There is a symbiotic relationship between Neeson and vehicles-not only cars, but also airplanes (“Non-Stop”), suburban commuter trains (“The Commuter”), and even snowplows (“Cold Pursuit”).
And now in the “Ice Road”, this endurance action hero has driven an incredible 70 truck — Not your ordinary truck, but a 65,000-pound drilling rig. Of course, not on ordinary roads. On the ice road, it means a frozen lake or ocean. Spring thawing brings dangerous conditions. A wrong move will bring you directly into the frozen abyss.
Fortunately, even in the most perfunctory plot, Nissen has a way to lend him his rugged dignity—because it must be said that the plot is perfunctory. You only need to understand three elements: the good guys, the bad guys—there is no subtlety here—and the fact that the ice is slippery, cold, and melts easily in the sun. Got it?
In the latest Nissens car classic written and directed by Jonathan Hensleigh, Nissens is Mike McCann, a long-distance truck driver and his brother Gurty (Gurty). )’S caregiver, Getty is a veteran with post-traumatic stress disorder. Mike couldn’t keep a job for a long time-he had 11 jobs in eight years, and we watched him get fired at a recent job because he dressed up as a man who made fun of his brother because of the war. People with aphasia. But his luck may be about to change.

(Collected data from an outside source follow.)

use serde_json::json;
use uuid::Uuid;

use shared_config::AppConfig;

pub const TEST_TOKEN: &str = "test-bearer-token";

pub struct TestConfig {
    pub appointment_api_url: String,
    pub appointment_api_key: Option<String>,
    pub slot_duration_minutes: u32,
}

impl Default for TestConfig {
    fn default() -> Self {
        Self {
            appointment_api_url: "http://localhost:54321".to_string(),
            appointment_api_key: Some("test-api-key".to_string()),
            slot_duration_minutes: 30,
        }
    }
}

impl TestConfig {
    /// Config pointing at a mock server, e.g. `wiremock::MockServer::uri()`.
    pub fn with_api_url(url: impl Into<String>) -> Self {
        Self {
            appointment_api_url: url.into(),
            ..Self::default()
        }
    }

    pub fn to_app_config(&self) -> AppConfig {
        AppConfig {
            appointment_api_url: self.appointment_api_url.clone(),
            appointment_api_key: self.appointment_api_key.clone(),
            slot_duration_minutes: self.slot_duration_minutes,
            ..AppConfig::default()
        }
    }
}

/// Response bodies in the shapes the appointment API returns.
pub struct MockAppointmentResponses;

impl MockAppointmentResponses {
    pub fn occupied_times_response(times: &[&str]) -> serde_json::Value {
        json!({
            "success": true,
            "data": times
        })
    }

    pub fn conflict_response(has_conflict: bool) -> serde_json::Value {
        json!({
            "success": true,
            "data": { "hasConflict": has_conflict }
        })
    }

    pub fn appointment_response(
        appointment_id: Option<&str>,
        patient_id: &str,
        provider_id: &str,
        appointment_date: &str,
    ) -> serde_json::Value {
        let id = appointment_id
            .map(str::to_string)
            .unwrap_or_else(|| Uuid::new_v4().to_string());
        json!({
            "id": id,
            "patientId": patient_id,
            "providerId": provider_id,
            "appointmentDate": appointment_date,
            "duration": 30,
            "type": "consultation",
            "status": "scheduled",
            "notes": null,
            "createdAt": "2026-01-01T00:00:00Z",
            "updatedAt": "2026-01-01T00:00:00Z"
        })
    }

    pub fn error_response(message: &str) -> serde_json::Value {
        json!({
            "success": false,
            "error": message
        })
    }
}
use std::sync::Arc;

use chrono::NaiveDate;
use tracing::{debug, warn};

use crate::models::{
    AppointmentError, FieldError, OccupiedSet, SchedulingConfig, SlotTime, MINUTES_PER_DAY,
};
use crate::services::occupancy::AppointmentService;

/// Half-open interval `[start, end)` in minutes since midnight.
#[derive(Debug, Clone, Copy, PartialEq, Eq)]
pub struct TimeRange {
    pub start: u32,
    pub end: u32,
}

impl TimeRange {
    /// The end saturates, so an oversized duration covers the rest of the day.
    pub fn new(start: SlotTime, duration_minutes: u32) -> Self {
        let start = start.minutes();
        Self {
            start,
            end: start.saturating_add(duration_minutes),
        }
    }

    pub fn overlaps(&self, other: &TimeRange) -> bool {
        // [a, b) and [c, d) intersect iff a < d and c < b
        self.start < other.end && other.start < self.end
    }
}

/// First existing booking that intersects `proposed`, if any.
pub fn find_overlap<I>(proposed: &TimeRange, bookings: I) -> Option<TimeRange>
where
    I: IntoIterator<Item = TimeRange>,
{
    bookings.into_iter().find(|booking| proposed.overlaps(booking))
}

/// A booking about to be submitted.
#[derive(Debug, Clone)]
pub struct ProposedBooking<'a> {
    pub provider_id: &'a str,
    pub date: NaiveDate,
    pub start_time: SlotTime,
    pub duration_minutes: u32,
    /// Set when rescheduling, so the appointment does not collide with itself.
    pub exclude_appointment_id: Option<&'a str>,
}

/// Re-validates a chosen slot against fresh occupancy right before submit.
pub struct ConflictGuard<S: ?Sized> {
    service: Arc<S>,
    config: SchedulingConfig,
}

impl<S> ConflictGuard<S>
where
    S: AppointmentService + ?Sized,
{
    pub fn new(service: Arc<S>, config: SchedulingConfig) -> Self {
        Self { service, config }
    }

    /// Fails with [`AppointmentError::TimeConflict`] when the proposal overlaps
    /// a booking. Unlike the picker, a failed occupancy fetch here is an error:
    /// the submission is blocked rather than let through unchecked.
    ///
    /// Occupied times carry no duration, so each existing booking is taken to
    /// last one slot. The service's own conflict check knows real durations but
    /// cannot exclude an appointment, so it is skipped for reschedules. A
    /// reschedule into the tail of a booking longer than one slot is therefore
    /// not caught here.
    pub async fn verify(
        &self,
        proposal: &ProposedBooking<'_>,
        auth_token: &str,
    ) -> Result<(), AppointmentError> {
        if proposal.duration_minutes == 0 {
            return Err(AppointmentError::ValidationError(
                "Appointment duration must be greater than zero".to_string(),
            ));
        }
        let ends_same_day = proposal
            .start_time
            .minutes()
            .checked_add(proposal.duration_minutes)
            .is_some_and(|end| end <= MINUTES_PER_DAY);
        if !ends_same_day {
            return Err(AppointmentError::ValidationError(format!(
                "A {} minute appointment at {} runs past midnight",
                proposal.duration_minutes, proposal.start_time
            )));
        }

        debug!(
            "Verifying {} ({} min) for provider {} on {}",
            proposal.start_time, proposal.duration_minutes, proposal.provider_id, proposal.date
        );

        let fresh = self
            .service
            .get_occupied_times(
                proposal.provider_id,
                proposal.date,
                proposal.exclude_appointment_id,
                auth_token,
            )
            .await?;
        let occupied = OccupiedSet::from_strings(fresh);

        let requested = TimeRange::new(proposal.start_time, proposal.duration_minutes);
        let existing = occupied
            .iter()
            .map(|start| TimeRange::new(*start, self.config.slot_duration_minutes));

        if let Some(hit) = find_overlap(&requested, existing) {
            let booked_at = SlotTime::from_minutes(hit.start)
                .map(|t| t.to_string())
                .unwrap_or_default();
            warn!(
                "Conflict for provider {} on {}: {} overlaps booking at {}",
                proposal.provider_id, proposal.date, proposal.start_time, booked_at
            );
            return Err(AppointmentError::TimeConflict(FieldError::start_time(format!(
                "{} overlaps an existing appointment at {}. Please choose another time.",
                proposal.start_time, booked_at
            ))));
        }

        // Exact durations of other bookings are only known to the service.
        // It cannot exclude an appointment, so this only runs for new bookings.
        if proposal.exclude_appointment_id.is_none()
            && self
                .service
                .check_time_conflict(
                    proposal.provider_id,
                    proposal.date,
                    proposal.start_time,
                    proposal.duration_minutes,
                    auth_token,
                )
                .await?
        {
            warn!(
                "Service reported conflict for provider {} on {} at {}",
                proposal.provider_id, proposal.date, proposal.start_time
            );
            return Err(AppointmentError::TimeConflict(FieldError::start_time(
                "This time slot conflicts with an existing appointment. Please choose another time.",
            )));
        }

        Ok(())
    }
}
use axum::{
    http::StatusCode,
    response::{IntoResponse, Response},
    Json,
};
use serde_json::json;
use thiserror::Error;

#[derive(Error, Debug)]
pub enum AppError {
    #[error("Not Found: {0}")]
    NotFound(String),

    #[error("Internal Server Error: {0}")]
    Internal(String),

    #[error("Validation error: {0}")]
    ValidationError(String),

    /// A validation failure attached to a single form field.
    #[error("Conflict on {field}: {message}")]
    FieldConflict { field: String, message: String },

    #[error("External service error: {0}")]
    ExternalService(String),
}

impl AppError {
    pub fn status(&self) -> StatusCode {
        match self {
            AppError::NotFound(_) => StatusCode::NOT_FOUND,
            AppError::ValidationError(_) => StatusCode::BAD_REQUEST,
            AppError::Internal(_) => StatusCode::INTERNAL_SERVER_ERROR,
            AppError::FieldConflict { .. } => StatusCode::CONFLICT,
            AppError::ExternalService(_) => StatusCode::BAD_GATEWAY,
        }
    }
}

impl IntoResponse for AppError {
    fn into_response(self) -> Response {
        let status = self.status();

        let body = match &self {
            AppError::FieldConflict { field, message } => {
                tracing::error!("Error: {}: {} ({})", status, message, field);
                json!({
                    "error": message,
                    "field": field
                })
            }
            AppError::NotFound(msg)
            | AppError::Internal(msg)
            | AppError::ValidationError(msg)
            | AppError::ExternalService(msg) => {
                tracing::error!("Error: {}: {}", status, msg);
                json!({
                    "error": msg
                })
            }
        };

        (status, Json(body)).into_response()
    }
}
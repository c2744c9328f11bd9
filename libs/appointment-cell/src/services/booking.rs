use std::sync::Arc;

use tracing::{debug, info};

use crate::models::{
    slot_instant, Appointment, AppointmentDraft, AppointmentError, CreateAppointmentRequest,
    SchedulingConfig, SlotTime,
};
use crate::services::conflict::{ConflictGuard, ProposedBooking};
use crate::services::occupancy::AppointmentService;

/// Creates and reschedules appointments, always through the conflict guard.
pub struct AppointmentBookingService<S: ?Sized> {
    service: Arc<S>,
    guard: ConflictGuard<S>,
}

impl<S> AppointmentBookingService<S>
where
    S: AppointmentService + ?Sized,
{
    pub fn new(service: Arc<S>, config: SchedulingConfig) -> Self {
        Self {
            guard: ConflictGuard::new(service.clone(), config),
            service,
        }
    }

    pub async fn book(
        &self,
        draft: AppointmentDraft,
        auth_token: &str,
    ) -> Result<Appointment, AppointmentError> {
        let start_time = self.validate_draft(&draft)?;

        self.guard
            .verify(
                &ProposedBooking {
                    provider_id: &draft.provider_id,
                    date: draft.date,
                    start_time,
                    duration_minutes: draft.duration_minutes,
                    exclude_appointment_id: None,
                },
                auth_token,
            )
            .await?;

        let request = CreateAppointmentRequest {
            patient_id: draft.patient_id,
            provider_id: draft.provider_id,
            appointment_date: slot_instant(draft.date, start_time),
            duration: draft.duration_minutes,
            appointment_type: draft.appointment_type,
            notes: draft.notes,
        };

        let appointment = self.service.create_appointment(request, auth_token).await?;
        info!(
            "Booked appointment {} with provider {} at {}",
            appointment.id, appointment.provider_id, appointment.appointment_date
        );
        Ok(appointment)
    }

    pub async fn reschedule(
        &self,
        appointment_id: &str,
        draft: AppointmentDraft,
        auth_token: &str,
    ) -> Result<Appointment, AppointmentError> {
        let start_time = self.validate_draft(&draft)?;

        self.guard
            .verify(
                &ProposedBooking {
                    provider_id: &draft.provider_id,
                    date: draft.date,
                    start_time,
                    duration_minutes: draft.duration_minutes,
                    exclude_appointment_id: Some(appointment_id),
                },
                auth_token,
            )
            .await?;

        let new_date = slot_instant(draft.date, start_time);
        debug!("Rescheduling appointment {} to {}", appointment_id, new_date.to_rfc3339());

        let appointment = self
            .service
            .reschedule_appointment(appointment_id, new_date, auth_token)
            .await?;
        info!("Rescheduled appointment {} to {}", appointment.id, appointment.appointment_date);
        Ok(appointment)
    }

    fn validate_draft(&self, draft: &AppointmentDraft) -> Result<SlotTime, AppointmentError> {
        if draft.provider_id.trim().is_empty() {
            return Err(AppointmentError::ValidationError("A provider must be selected".to_string()));
        }
        if draft.patient_id.trim().is_empty() {
            return Err(AppointmentError::ValidationError("A patient must be selected".to_string()));
        }
        if draft.duration_minutes == 0 {
            return Err(AppointmentError::ValidationError(
                "Appointment duration must be greater than zero".to_string(),
            ));
        }
        draft.start_time.parse::<SlotTime>()
    }
}

#[cfg(test)]
mod tests {
    use super::*;
    use crate::models::{AppointmentType, PickerState, SlotStatus};
    use crate::services::picker::SlotPicker;
    use crate::services::testing::FakeAppointmentService;
    use assert_matches::assert_matches;
    use chrono::NaiveDate;
    use tokio::sync::Mutex;

    fn date() -> NaiveDate {
        NaiveDate::from_ymd_opt(2026, 10, 20).unwrap()
    }

    fn draft(start: &str) -> AppointmentDraft {
        AppointmentDraft {
            provider_id: "doc-1".to_string(),
            patient_id: "pat-1".to_string(),
            date: date(),
            start_time: start.to_string(),
            duration_minutes: 30,
            appointment_type: AppointmentType::Consultation,
            notes: Some("first visit".to_string()),
        }
    }

    #[tokio::test]
    async fn books_free_slot_at_utc_instant() {
        let service = Arc::new(FakeAppointmentService::new().with_occupied(date(), &["09:00"]));
        let booking = AppointmentBookingService::new(service.clone(), SchedulingConfig::default());

        let appointment = booking.book(draft("10:00"), "tok").await.unwrap();
        assert_eq!(appointment.appointment_date.to_rfc3339(), "2026-10-20T10:00:00+00:00");

        let created = service.created.lock().unwrap();
        assert_eq!(created.len(), 1);
        assert_eq!(created[0].notes.as_deref(), Some("first visit"));
    }

    #[tokio::test]
    async fn conflicting_booking_never_reaches_the_service() {
        let service = Arc::new(FakeAppointmentService::new().with_occupied(date(), &["09:00"]));
        let booking = AppointmentBookingService::new(service.clone(), SchedulingConfig::default());

        assert_matches!(
            booking.book(draft("09:00"), "tok").await,
            Err(AppointmentError::TimeConflict(_))
        );
        assert!(service.created.lock().unwrap().is_empty());
    }

    #[tokio::test]
    async fn malformed_start_time_is_rejected() {
        let booking = AppointmentBookingService::new(
            Arc::new(FakeAppointmentService::new()),
            SchedulingConfig::default(),
        );
        assert_matches!(
            booking.book(draft("9am"), "tok").await,
            Err(AppointmentError::InvalidTime(_))
        );
    }

    #[tokio::test]
    async fn missing_provider_is_rejected() {
        let booking = AppointmentBookingService::new(
            Arc::new(FakeAppointmentService::new()),
            SchedulingConfig::default(),
        );
        let mut d = draft("10:00");
        d.provider_id = " ".to_string();
        assert_matches!(booking.book(d, "tok").await, Err(AppointmentError::ValidationError(_)));
    }

    #[tokio::test]
    async fn oversized_duration_never_reaches_the_service() {
        let service = Arc::new(FakeAppointmentService::new().with_occupied(date(), &["11:00"]));
        let booking = AppointmentBookingService::new(service.clone(), SchedulingConfig::default());

        let mut d = draft("10:00");
        d.duration_minutes = u32::MAX;
        assert_matches!(booking.book(d, "tok").await, Err(AppointmentError::ValidationError(_)));
        assert!(service.created.lock().unwrap().is_empty());
    }

    #[tokio::test]
    async fn reschedule_excludes_the_moved_appointment() {
        let service = Arc::new(
            FakeAppointmentService::new()
                .with_occupied(date(), &["10:00", "11:00"])
                .with_booking("appt-1", "10:00"),
        );
        let booking = AppointmentBookingService::new(service.clone(), SchedulingConfig::default());

        let moved = booking.reschedule("appt-1", draft("10:15"), "tok").await.unwrap();
        assert_eq!(moved.id, "appt-1");
        assert_eq!(service.rescheduled.lock().unwrap().len(), 1);

        assert_matches!(
            booking.reschedule("appt-1", draft("10:45"), "tok").await,
            Err(AppointmentError::TimeConflict(_))
        );
    }

    #[tokio::test]
    async fn guard_catches_occupied_slot_after_fail_open_picker() {
        // First fetch (picker) fails, second fetch (guard) succeeds.
        let service = Arc::new(
            FakeAppointmentService::new()
                .with_occupied(date(), &["09:00", "09:30"])
                .failing_fetches(1),
        );
        let picker = Mutex::new(SlotPicker::new(&SchedulingConfig::default()).unwrap());

        let view = SlotPicker::refresh(&picker, service.as_ref(), Some("doc-1".into()), Some(date()), "tok").await;
        assert_eq!(view.state, PickerState::ErrorFallbackOpen);
        assert!(view.error.is_some());
        assert!(view.slots.iter().all(|s| s.status == SlotStatus::Available));

        let nine = "09:00".parse().unwrap();
        picker.lock().await.select(nine).unwrap();

        let booking = AppointmentBookingService::new(service.clone(), SchedulingConfig::default());
        let result = booking.book(draft(&nine.to_string()), "tok").await;
        assert_matches!(result, Err(AppointmentError::TimeConflict(_)));
        assert!(service.created.lock().unwrap().is_empty());
    }
}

A methane accident caused an explosion in a diamond mine in the remote Manitoba province of Canada, killing 8 miners and arresting 26 people. There is a 30-hour oxygen window, but rescuers first need a wellhead. The only way to transport the wellhead to the mine is by truck.
But this is April, and the ice road leading to the mine is melting. No truck driver will try such a suicide mission.
Well, there are almost no truck drivers.
Mike responded to the alert from the impossible rescue organizer Jim Gordonrod, providing his driving skills (yes, Nissen still has a special set of skills) and his brother Getty (Marcus Thomas) as one Famous ace mechanic. The pair was hired soon, and Goldrenrod himself (Laurence Fishburne, sadly underused here) and Tantoo (Amber Midthunder) joined the task. Tantoo is an energetic young driver, for him , This job is more personal than economic-her brother is trapped in the mine.
There is also one passenger in the three-rig convoy: one Insurance The person from the company that runs the mine obviously needs his actuarial skills (Benjamin Walker, if you forgive the pun, his performance talent is not really unearthed here).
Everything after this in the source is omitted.